Notre-Dame-des-Landes: le gouvernement ne sait toujours pas quoi décider

Par

La justice renvoie au 25 janvier sa décision sur les procédures d’expulsion des habitants historiques de la ZAD de Notre-Dame-des-Landes. La mobilisation des « anti-aéroport » grossit. Le gouvernement semble tétanisé.

La lecture des articles est réservée aux abonnés.
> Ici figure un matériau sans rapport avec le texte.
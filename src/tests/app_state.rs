use super::{AppState, Event, Focus, UiState, View};
use crate::content::ContentStore;
use crate::diagram::{Point, Viewport};
use crate::input::Command;
use crate::navigation::{Sidebar, SidebarRow};
use crate::section::FlowchartRef;
use std::collections::BTreeSet;

fn fixtures() -> (ContentStore, Sidebar) {
    (ContentStore::builtin().unwrap(), Sidebar::standard())
}

fn select(ui: &mut UiState, id: &str, store: &ContentStore, sidebar: &Sidebar) {
    ui.apply(&Event::SelectTopic(id.to_string()), store, sidebar);
}

fn app() -> AppState {
    let (store, sidebar) = fixtures();
    AppState::new(store, sidebar, "introduction", true)
}

#[test]
fn test_initial_state() {
    let (store, sidebar) = fixtures();
    let ui = UiState::initial("introduction", &store, &sidebar);
    assert_eq!(ui.active_topic_id, "introduction");
    assert!(!ui.sidebar_open);
    assert!(ui.expanded_sections.is_empty());
    assert!(!ui.subgroup_expanded);
}

#[test]
fn test_initial_topic_inside_subgroup_expands_it() {
    let (store, sidebar) = fixtures();
    let ui = UiState::initial("tournaments-api-matches", &store, &sidebar);
    assert!(ui.subgroup_expanded);
    assert!(!ui.expanded_sections.is_empty());
}

#[test]
fn test_selecting_any_topic_expands_exactly_its_reference_sections() {
    let (store, sidebar) = fixtures();
    let mut ui = UiState::initial("introduction", &store, &sidebar);
    for id in store.topic_ids() {
        select(&mut ui, id, &store, &sidebar);
        let doc = store.lookup(id).unwrap();
        for (index, section) in doc.sections.iter().enumerate() {
            assert_eq!(
                ui.is_expanded(index),
                section.is_reference(),
                "{id} section {index} ({})",
                section.heading
            );
        }
        assert!(ui.expanded_sections.iter().all(|&i| i < doc.sections.len()));
    }
}

#[test]
fn test_authentication_seeds_reference_sections() {
    let (store, sidebar) = fixtures();
    let mut ui = UiState::initial("introduction", &store, &sidebar);
    select(&mut ui, "authentication", &store, &sidebar);
    assert_eq!(ui.expanded_sections, BTreeSet::from([1, 2]));
}

#[test]
fn test_toggle_twice_restores_membership() {
    let (store, sidebar) = fixtures();
    let mut ui = UiState::initial("authentication", &store, &sidebar);
    let before = ui.expanded_sections.clone();
    ui.apply(&Event::ToggleSection(2), &store, &sidebar);
    assert!(!ui.is_expanded(2));
    assert!(ui.is_expanded(1));
    ui.apply(&Event::ToggleSection(2), &store, &sidebar);
    assert_eq!(ui.expanded_sections, before);
}

#[test]
fn test_toggling_narrative_or_missing_section_is_a_no_op() {
    let (store, sidebar) = fixtures();
    let mut ui = UiState::initial("authentication", &store, &sidebar);
    let before = ui.clone();
    ui.apply(&Event::ToggleSection(0), &store, &sidebar);
    ui.apply(&Event::ToggleSection(3), &store, &sidebar);
    ui.apply(&Event::ToggleSection(42), &store, &sidebar);
    assert_eq!(ui, before);
}

#[test]
fn test_expansion_does_not_leak_across_topics() {
    let (store, sidebar) = fixtures();
    let mut ui = UiState::initial("authentication", &store, &sidebar);
    ui.apply(&Event::ToggleSection(1), &store, &sidebar);
    ui.apply(&Event::ToggleSection(2), &store, &sidebar);
    assert!(ui.expanded_sections.is_empty());

    select(&mut ui, "teams", &store, &sidebar);
    let teams = store.lookup("teams").unwrap();
    assert_eq!(ui.expanded_sections, teams.reference_indices());

    select(&mut ui, "authentication", &store, &sidebar);
    assert_eq!(ui.expanded_sections, BTreeSet::from([1, 2]));
}

#[test]
fn test_reselecting_active_topic_keeps_expansion() {
    let (store, sidebar) = fixtures();
    let mut ui = UiState::initial("authentication", &store, &sidebar);
    ui.apply(&Event::ToggleSection(2), &store, &sidebar);
    ui.apply(&Event::ToggleSidebar, &store, &sidebar);
    select(&mut ui, "authentication", &store, &sidebar);
    assert_eq!(ui.expanded_sections, BTreeSet::from([1]));
    assert!(!ui.sidebar_open);
}

#[test]
fn test_unknown_topic_has_no_expansion() {
    let (store, sidebar) = fixtures();
    let mut ui = UiState::initial("authentication", &store, &sidebar);
    select(&mut ui, "no-such-topic", &store, &sidebar);
    assert_eq!(ui.active_topic_id, "no-such-topic");
    assert!(ui.expanded_sections.is_empty());
    ui.apply(&Event::ToggleSection(0), &store, &sidebar);
    assert!(ui.expanded_sections.is_empty());
}

#[test]
fn test_subgroup_auto_expands_on_entry_only() {
    let (store, sidebar) = fixtures();
    let mut ui = UiState::initial("teams", &store, &sidebar);
    assert!(!ui.subgroup_expanded);

    select(&mut ui, "tournaments-api-matches", &store, &sidebar);
    assert!(ui.subgroup_expanded);

    // Moving within the sub-group does not reopen it once collapsed.
    ui.apply(&Event::ToggleSubgroup, &store, &sidebar);
    select(&mut ui, "tournaments-api-overview", &store, &sidebar);
    assert!(!ui.subgroup_expanded);

    // Leaving never collapses.
    ui.apply(&Event::ToggleSubgroup, &store, &sidebar);
    select(&mut ui, "teams", &store, &sidebar);
    assert!(ui.subgroup_expanded);

    // Re-entering from outside expands again after a manual collapse.
    ui.apply(&Event::ToggleSubgroup, &store, &sidebar);
    select(&mut ui, "tournaments-api-tournament", &store, &sidebar);
    assert!(ui.subgroup_expanded);
}

#[test]
fn test_overlay_events() {
    let (store, sidebar) = fixtures();
    let mut ui = UiState::initial("introduction", &store, &sidebar);
    ui.apply(&Event::ToggleSidebar, &store, &sidebar);
    assert!(ui.sidebar_open);
    ui.apply(&Event::CloseSidebar, &store, &sidebar);
    assert!(!ui.sidebar_open);
    ui.apply(&Event::ToggleSidebar, &store, &sidebar);
    select(&mut ui, "shop", &store, &sidebar);
    assert!(!ui.sidebar_open);
}

#[test]
fn test_state_serialises_as_camel_case_json() {
    let (store, sidebar) = fixtures();
    let ui = UiState::initial("authentication", &store, &sidebar);
    let json = serde_json::to_value(&ui).unwrap();
    assert_eq!(json["activeTopicId"], "authentication");
    assert_eq!(json["expandedSections"], serde_json::json!([1, 2]));
    assert_eq!(json["sidebarOpen"], false);
    assert_eq!(json["subgroupExpanded"], false);
}

#[test]
fn test_sidebar_cursor_starts_on_active_topic() {
    let app = app();
    let rows = app.sidebar_rows();
    assert!(matches!(
        rows[app.sidebar_cursor],
        SidebarRow::Topic { entry, .. } if entry.id == "introduction"
    ));
}

#[test]
fn test_enter_on_sidebar_topic_selects_it() {
    let mut app = app();
    app.focus = Focus::Sidebar;
    app.handle(Command::Down);
    app.handle(Command::Down);
    assert!(app.handle(Command::Activate));
    assert_eq!(app.ui.active_topic_id, "authentication");
    assert_eq!(app.focus, Focus::Content);
    assert_eq!(app.section_cursor, 0);
}

#[test]
fn test_enter_on_subgroup_row_toggles_it() {
    let mut app = app();
    app.focus = Focus::Sidebar;
    app.handle(Command::End);
    assert!(matches!(
        app.sidebar_rows()[app.sidebar_cursor],
        SidebarRow::SubGroup { .. }
    ));
    app.handle(Command::Activate);
    assert!(app.ui.subgroup_expanded);
    app.handle(Command::Down);
    app.handle(Command::Activate);
    assert_eq!(app.ui.active_topic_id, "tournaments-api-overview");
}

#[test]
fn test_content_keys_toggle_cards() {
    let mut app = app();
    app.dispatch(&Event::SelectTopic("authentication".to_string()));
    app.handle(Command::Down);
    app.handle(Command::Down);
    assert_eq!(app.section_cursor, 2);
    app.handle(Command::Activate);
    assert!(!app.ui.is_expanded(2));
    app.handle(Command::Toggle);
    assert!(app.ui.is_expanded(2));
    app.handle(Command::Down);
    app.handle(Command::Activate);
    assert!(app.message.is_some());
}

#[test]
fn test_diagram_view_round_trip() {
    let mut app = app();
    app.dispatch(&Event::SelectTopic("teams".to_string()));
    app.handle(Command::Activate);
    assert_eq!(app.view, View::Diagram(FlowchartRef::TeamCreation));

    app.viewports.insert(
        FlowchartRef::TeamCreation,
        Viewport {
            center: Point::new(0.0, 0.0),
            zoom: 1.0,
        },
    );
    app.handle(Command::Right);
    app.handle(Command::ZoomIn);
    let viewport = app.viewports[&FlowchartRef::TeamCreation];
    assert!(viewport.center.x > 0.0);
    assert!(viewport.zoom > 1.0);

    app.handle(Command::FitView);
    assert!(app.viewports.is_empty());
    app.handle(Command::ToggleMinimap);
    assert!(!app.show_minimap);

    // `q` leaves the diagram instead of quitting.
    assert!(app.handle(Command::Quit));
    assert_eq!(app.view, View::Browse);
    assert!(!app.handle(Command::Quit));
}

#[test]
fn test_compact_overlay_takes_cursor_keys() {
    let mut app = app();
    app.compact = true;
    app.handle(Command::ToggleSidebar);
    assert!(app.ui.sidebar_open);
    let before = app.sidebar_cursor;
    app.handle(Command::Down);
    assert_ne!(app.sidebar_cursor, before);
    app.handle(Command::Back);
    assert!(!app.ui.sidebar_open);
    assert_eq!(app.focus, Focus::Content);
}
Les habitants historiques de la zone réservée pour y construire l’aéroport de Notre-Dame-des-Landes, en Loire-Atlantique, devront attendre dix jours de plus avant de connaître le sort que leur réserve la justice. Mercredi 13 janvier, le tribunal de grande instance de Nantes a mis en délibéré sa décision concernant la procédure d’expulsion à l’encontre de onze familles et quatre agriculteurs vivant sur la zone d’aménagement différé (ZAD), dans la périphérie nantaise. Le jugement est attendu le 25 janvier. Le référé-expulsion a été déposé par la société Aéroport du Grand Ouest (AGO), filiale du groupe Vinci, et concessionnaire de la construction du futur aéroport, qui réclame leur expulsion immédiate, une astreinte journalière de 200 euros par dossier et la mise sous séquestre de leurs biens. Erwan Lemoigne, l’un des avocats des habitants, a déposé une question prioritaire de constitutionnalité pour atteinte au droit au logement et au droit au travail, au nom du droit à un procès équitable et de l’égalité de traitement devant la justice.

Quelques jours après une manifestation très suivie contre le projet d’aérogare (voir notre reportage), de très nombreuses personnes se sont rassemblées devant le tribunal, en soutien aux expulsés : 3 000 en fin de matinée selon les organisateurs – moitié moins, selon la police.